■ **Task item**
Give back the lines of the records exactly, starting at the first and ending at the one with "be Send + Sync".

[Dataset entries]
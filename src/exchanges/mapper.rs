use serde::{Deserialize, de::DeserializeOwned};
use serde_json::Value;

use crate::{
    error::{NormalizeError, Result},
    schema::CanonicalFilter,
};

use super::Exchange;

/// SubscriptionMapper is the seam between:
/// - The caller that received a subscription acknowledgement
/// - One exchange's textual channel/symbol convention
///
/// Each exchange implementation must:
/// - Recognize its own confirmation messages by shape
/// - Recover `(channel, symbols)` pairs from them
///
/// THREAD SAFETY:
/// - Must be Send + Sync
/// - Implementations are stateless and shared process-wide
///
pub trait SubscriptionMapper: Send + Sync {

    /// Exchange this mapper is registered for.
    fn exchange(&self) -> Exchange;

    /// Returns true if `message` is a subscription confirmation
    /// for this exchange.
    ///
    /// IMPORTANT:
    /// - This function must NEVER fail or panic
    /// - Only the discriminator field is inspected
    /// - Wrong shape or missing field means `false`
    ///
    fn can_handle(&self, message: &Value) -> bool;

    /// Extracts canonical filters from a confirmation message.
    ///
    /// PRECONDITION:
    /// - `can_handle(message)` returned true
    ///
    /// OUTPUT:
    /// - Filters in the order the message lists them
    /// - `MalformedMessage` if an expected field is missing or a
    ///   channel is absent from the exchange's expansion table
    ///
    /// MUST NOT:
    /// - Keep state between calls
    ///
    fn map(&self, message: &Value) -> Result<Vec<CanonicalFilter>>;
}

/// Compares a string discriminator at `path` against `expected`.
///
/// Non-object input, a missing path or a non-string value all
/// yield `false`.
pub(crate) fn discriminator_is(message: &Value, path: &[&str], expected: &str) -> bool {
    let mut current = message;
    for key in path {
        match current.get(key) {
            Some(v) => current = v,
            None => return false,
        }
    }
    current.as_str() == Some(expected)
}

/// Decodes the exchange's typed confirmation shape.
///
/// serde's description of what was missing or mistyped becomes the
/// `MalformedMessage` detail.
pub(crate) fn decode<T: DeserializeOwned>(exchange: Exchange, message: &Value) -> Result<T> {
    T::deserialize(message).map_err(|e| NormalizeError::malformed(exchange, e.to_string()))
}

/// A JSON field that is either one string or a list of strings.
#[derive(Debug, Deserialize)]
#[serde(untagged)]
pub(crate) enum OneOrMany {
    One(String),
    Many(Vec<String>),
}

impl OneOrMany {
    pub(crate) fn into_vec(self) -> Vec<String> {
        match self {
            OneOrMany::One(s) => vec![s],
            OneOrMany::Many(v) => v,
        }
    }
}

#[cfg(test)]
mod tests {
    use super::*;
    use serde_json::json;

    #[test]
    fn test_discriminator_is() {
        let msg = json!({ "op": "subscribe", "data": { "event": "x" } });
        assert!(discriminator_is(&msg, &["op"], "subscribe"));
        assert!(discriminator_is(&msg, &["data", "event"], "x"));
        assert!(!discriminator_is(&msg, &["op"], "unsubscribe"));
        assert!(!discriminator_is(&msg, &["missing"], "subscribe"));

        assert!(!discriminator_is(&json!({ "op": 1 }), &["op"], "subscribe"));
        assert!(!discriminator_is(&json!(["op", "subscribe"]), &["op"], "subscribe"));
        assert!(!discriminator_is(&json!("subscribe"), &["op"], "subscribe"));
        assert!(!discriminator_is(&Value::Null, &["op"], "subscribe"));
    }

    #[test]
    fn test_one_or_many() {
        let one: OneOrMany = serde_json::from_value(json!("trade")).unwrap();
        assert_eq!(one.into_vec(), vec!["trade"]);

        let many: OneOrMany = serde_json::from_value(json!(["a", "b"])).unwrap();
        assert_eq!(many.into_vec(), vec!["a", "b"]);

        assert!(serde_json::from_value::<OneOrMany>(json!(5)).is_err());
    }
}
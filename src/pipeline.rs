//! Caller-side control flow: registry lookup → confirmation check → map.

use log::{debug, trace, warn};
use serde_json::Value;

use crate::{
    error::Result,
    exchanges::{self, Exchange},
    schema::CanonicalFilter,
};

/// Result of running one raw message through the registry.
#[derive(Debug, Clone, PartialEq, Eq)]
pub enum NormalizeOutcome {
    /// Subscription confirmation, mapped to canonical filters
    Filters(Vec<CanonicalFilter>),

    /// Not a confirmation (data, heartbeat, status, …)
    Passthrough,

    /// No normalizer is registered for the exchange
    Unsupported,
}

/// Normalizes a single message received from `exchange`.
///
/// Malformed confirmations are returned as errors; the caller decides
/// whether to drop, log or disconnect.
pub fn normalize(exchange: Exchange, message: &Value) -> Result<NormalizeOutcome> {
    let Some(normalizer) = exchanges::lookup(exchange) else {
        trace!("[{}] no subscription normalizer registered", exchange);
        return Ok(NormalizeOutcome::Unsupported);
    };

    if !normalizer.can_handle(message) {
        trace!("[{}] not a subscription confirmation", exchange);
        return Ok(NormalizeOutcome::Passthrough);
    }

    match normalizer.map(message) {
        Ok(filters) => {
            debug!("[{}] subscription confirmed: {} filter(s)", exchange, filters.len());
            Ok(NormalizeOutcome::Filters(filters))
        }
        Err(e) => {
            warn!("[{}] {}", exchange, e);
            Err(e)
        }
    }
}
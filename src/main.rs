use std::path::PathBuf;

use clap::Parser;
use env_logger::Env;
use log::{info, warn};

use subscription_normalizer::{
    config::{Config, load_config},
    metrics::METRICS,
    replay::Replayer,
};

/// Normalize recorded exchange subscription confirmations into
/// canonical (channel, symbols) filters.
#[derive(Parser)]
#[command(name = "subscription-normalizer")]
#[command(author, version, about, long_about = None)]
struct Cli {
    /// Configuration file path
    #[arg(short, long, default_value = "config.json")]
    config: PathBuf,

    /// Enable debug logging
    #[arg(short, long)]
    verbose: bool,

    /// Recorded messages, one JSON record per line (`.gz` supported)
    input: PathBuf,
}

// ------------------------------------------------------------
// Application entry point
// ------------------------------------------------------------
//
// Responsibilities:
// - Load configuration (defaults if the file is missing)
// - Initialize logging
// - Replay the input file, writing filter records to stdout
// - Report metrics
//
#[tokio::main]
async fn main() -> anyhow::Result<()> {
    let cli = Cli::parse();

    let loaded = load_config(&cli.config)?;
    let config_found = loaded.is_some();
    let config: Config = loaded.unwrap_or_default();

    let level = if cli.verbose || config.debug_log() { "debug" } else { "info" };
    env_logger::Builder::from_env(Env::default().default_filter_or(level)).init();

    if !config_found {
        warn!(
            "config {} not found, normalizing every supported exchange",
            cli.config.display()
        );
    }

    let enabled = config.enabled_exchanges();
    info!(
        "Replaying {} for {}",
        cli.input.display(),
        enabled.iter().map(|e| e.as_str()).collect::<Vec<_>>().join(",")
    );

    let replayer = Replayer::new(enabled, config.output.pretty);
    let mut stdout = std::io::stdout().lock();
    let summary = replayer.run_file(&cli.input, &mut stdout).await?;

    info!(
        "Replay finished: {} line(s), {} confirmation(s), {} malformed",
        summary.lines, summary.confirmations, summary.malformed
    );
    info!("{}", **METRICS);

    Ok(())
}
use std::fs;
use std::io::ErrorKind;
use std::path::Path;

use log::warn;
use serde::Deserialize;

use crate::exchanges::{Exchange, REGISTRY};

// ------------------------------------------------------------
// Root configuration
// ------------------------------------------------------------
//
// Loaded from `config.json` (or the `--config` path).
//
// It defines:
// - Which exchanges are normalized during replay
// - Output formatting
// - Optional debug configuration
//
#[derive(Debug, Deserialize, Clone, Default)]
pub struct Config {
    /// Exchange list; absent means every supported exchange
    #[serde(default)]
    pub exchanges: Option<Vec<ExchangeConfig>>,

    #[serde(default)]
    pub output: OutputConfig,

    /// Optional debug configuration
    pub debug: Option<DebugConfig>,
}

// ------------------------------------------------------------
// Exchange configuration
// ------------------------------------------------------------
#[derive(Debug, Deserialize, Clone)]
pub struct ExchangeConfig {
    /// Exchange identifier (e.g. "bitmex", "coinbase", "deribit")
    pub name: String,

    /// Enables or disables this exchange at runtime
    pub enabled: bool,
}

// ------------------------------------------------------------
// Output configuration
// ------------------------------------------------------------
#[derive(Debug, Deserialize, Clone, Default)]
pub struct OutputConfig {
    /// Pretty-print emitted filter records
    #[serde(default)]
    pub pretty: bool,
}

// ------------------------------------------------------------
// Debug configuration
// ------------------------------------------------------------
#[derive(Debug, Deserialize, Clone)]
pub struct DebugConfig {
    /// Enables debug-level logging
    pub log: Option<bool>,
}

impl Config {
    pub fn debug_log(&self) -> bool {
        self.debug
            .as_ref()
            .is_some_and(|d| d.log.unwrap_or(false))
    }

    /// Exchanges replay should normalize.
    ///
    /// Unknown names are reported and ignored.
    pub fn enabled_exchanges(&self) -> Vec<Exchange> {
        let Some(list) = &self.exchanges else {
            return REGISTRY.supported().collect();
        };

        for name in self.unknown_exchange_names() {
            warn!("config: unknown exchange '{}', ignoring", name);
        }

        list.iter()
            .filter(|e| e.enabled)
            .filter_map(|e| e.name.parse::<Exchange>().ok())
            .collect()
    }

    /// Configured names that are not exchange identifiers, enabled or not.
    pub fn unknown_exchange_names(&self) -> Vec<&str> {
        self.exchanges
            .iter()
            .flatten()
            .filter(|e| e.name.parse::<Exchange>().is_err())
            .map(|e| e.name.as_str())
            .collect()
    }
}

/// Reads a JSON configuration file from disk.
///
/// Returns `Ok(None)` when the file does not exist so the caller can
/// fall back to defaults.
pub fn load_config(path: &Path) -> anyhow::Result<Option<Config>> {
    let data = match fs::read_to_string(path) {
        Ok(data) => data,
        Err(e) if e.kind() == ErrorKind::NotFound => return Ok(None),
        Err(e) => return Err(e.into()),
    };

    let cfg = serde_json::from_str(&data)?;
    Ok(Some(cfg))
}
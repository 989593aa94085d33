use serde::Deserialize;
use serde_json::Value;

use crate::{
    error::{NormalizeError, Result},
    schema::CanonicalFilter,
};

use super::{
    Exchange,
    mapper::{SubscriptionMapper, decode, discriminator_is},
};

/// bitFlyer subscription mapper (JSON-RPC 2.0 over WebSocket)
///
/// https://lightning.bitflyer.com/docs?lang=en#json-rpc-2.0-over-websocket
///
/// Channel = "<base>_<product_code>", where both parts contain
/// underscores ("lightning_board_snapshot_BTC_JPY"). The base is
/// recovered by prefix match against `BASE_CHANNELS`.
#[derive(Debug, Clone, Copy, Default)]
pub struct BitflyerMapper;

/// Known base channels. First match wins, so a base that is a prefix
/// of another must come after it.
pub const BASE_CHANNELS: [&str; 4] = [
    "lightning_board_snapshot",
    "lightning_board",
    "lightning_ticker",
    "lightning_executions",
];

#[derive(Debug, Deserialize)]
struct SubscribeMessage {
    params: Params,
}

#[derive(Debug, Deserialize)]
struct Params {
    channel: String,
}

fn split_channel(raw: &str) -> Option<(&'static str, &str)> {
    BASE_CHANNELS.iter().find_map(|&base| {
        raw.strip_prefix(base)
            .and_then(|rest| rest.strip_prefix('_'))
            .filter(|symbol| !symbol.is_empty())
            .map(|symbol| (base, symbol))
    })
}

impl SubscriptionMapper for BitflyerMapper {

    fn exchange(&self) -> Exchange {
        Exchange::Bitflyer
    }

    fn can_handle(&self, message: &Value) -> bool {
        discriminator_is(message, &["method"], "subscribe")
    }

    fn map(&self, message: &Value) -> Result<Vec<CanonicalFilter>> {
        let msg: SubscribeMessage = decode(self.exchange(), message)?;
        let raw = msg.params.channel;

        let (channel, symbol) = split_channel(&raw)
            .ok_or_else(|| NormalizeError::unknown_channel(self.exchange(), &raw))?;

        Ok(vec![CanonicalFilter::with_symbol(channel, symbol)])
    }
}
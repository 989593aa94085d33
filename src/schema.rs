use serde::{Serialize, Deserialize};

/// Canonical subscription filter shared by every exchange normalizer.
///
/// This is the only shape handed to downstream consumers:
/// - Connection managers (what is actually subscribed)
/// - Replay / recording pipelines
/// - Filter-matching engines
///
/// DESIGN NOTES:
/// - `channel` stays exchange-native ("trade", "l2update", "book", …)
///   but never carries embedded symbol information.
/// - `symbols == None` means "all symbols" on that channel.
/// - Symbol order is the order the exchange sent it in.
///
#[derive(Debug, Serialize, Deserialize, Clone, PartialEq, Eq, Hash)]
pub struct CanonicalFilter {
    /// Exchange-native channel name
    pub channel: String,

    /// Subscribed symbols, absent for channel-wide subscriptions
    #[serde(default, skip_serializing_if = "Option::is_none")]
    pub symbols: Option<Vec<String>>,
}

impl CanonicalFilter {
    /// Filter covering every symbol of `channel`.
    pub fn channel(channel: impl Into<String>) -> Self {
        Self {
            channel: channel.into(),
            symbols: None,
        }
    }

    /// Filter restricted to the given symbols, order preserved.
    pub fn with_symbols(channel: impl Into<String>, symbols: Vec<String>) -> Self {
        Self {
            channel: channel.into(),
            symbols: Some(symbols),
        }
    }

    /// Filter restricted to a single symbol.
    pub fn with_symbol(channel: impl Into<String>, symbol: impl Into<String>) -> Self {
        Self::with_symbols(channel, vec![symbol.into()])
    }
}
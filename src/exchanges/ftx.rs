use serde::Deserialize;
use serde_json::Value;

use crate::{error::Result, schema::CanonicalFilter};

use super::{
    Exchange,
    mapper::{SubscriptionMapper, decode, discriminator_is},
};

/// FTX subscription mapper
///
/// https://docs.ftx.com/#request-format
#[derive(Debug, Clone, Copy, Default)]
pub struct FtxMapper;

#[derive(Debug, Deserialize)]
struct SubscribeMessage {
    channel: String,
    market: String,
}

impl SubscriptionMapper for FtxMapper {

    fn exchange(&self) -> Exchange {
        Exchange::Ftx
    }

    fn can_handle(&self, message: &Value) -> bool {
        discriminator_is(message, &["op"], "subscribe")
    }

    fn map(&self, message: &Value) -> Result<Vec<CanonicalFilter>> {
        let msg: SubscribeMessage = decode(self.exchange(), message)?;
        Ok(vec![CanonicalFilter::with_symbol(msg.channel, msg.market)])
    }
}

■ **Solution**
filename src/exchanges/mapper.rs
use serde::{Deserialize, de::DeserializeOwned};
use serde_json::Value;

use crate::{
    error::{NormalizeError, Result},
    schema::CanonicalFilter,
};

use super::Exchange;

/// SubscriptionMapper is the seam between:
/// - The caller that received a subscription acknowledgement
/// - One exchange's textual channel/symbol convention
///
/// Each exchange implementation must:
/// - Recognize its own confirmation messages by shape
/// - Recover `(channel, symbols)` pairs from them
///
/// THREAD SAFETY:
/// - Must be Send + Sync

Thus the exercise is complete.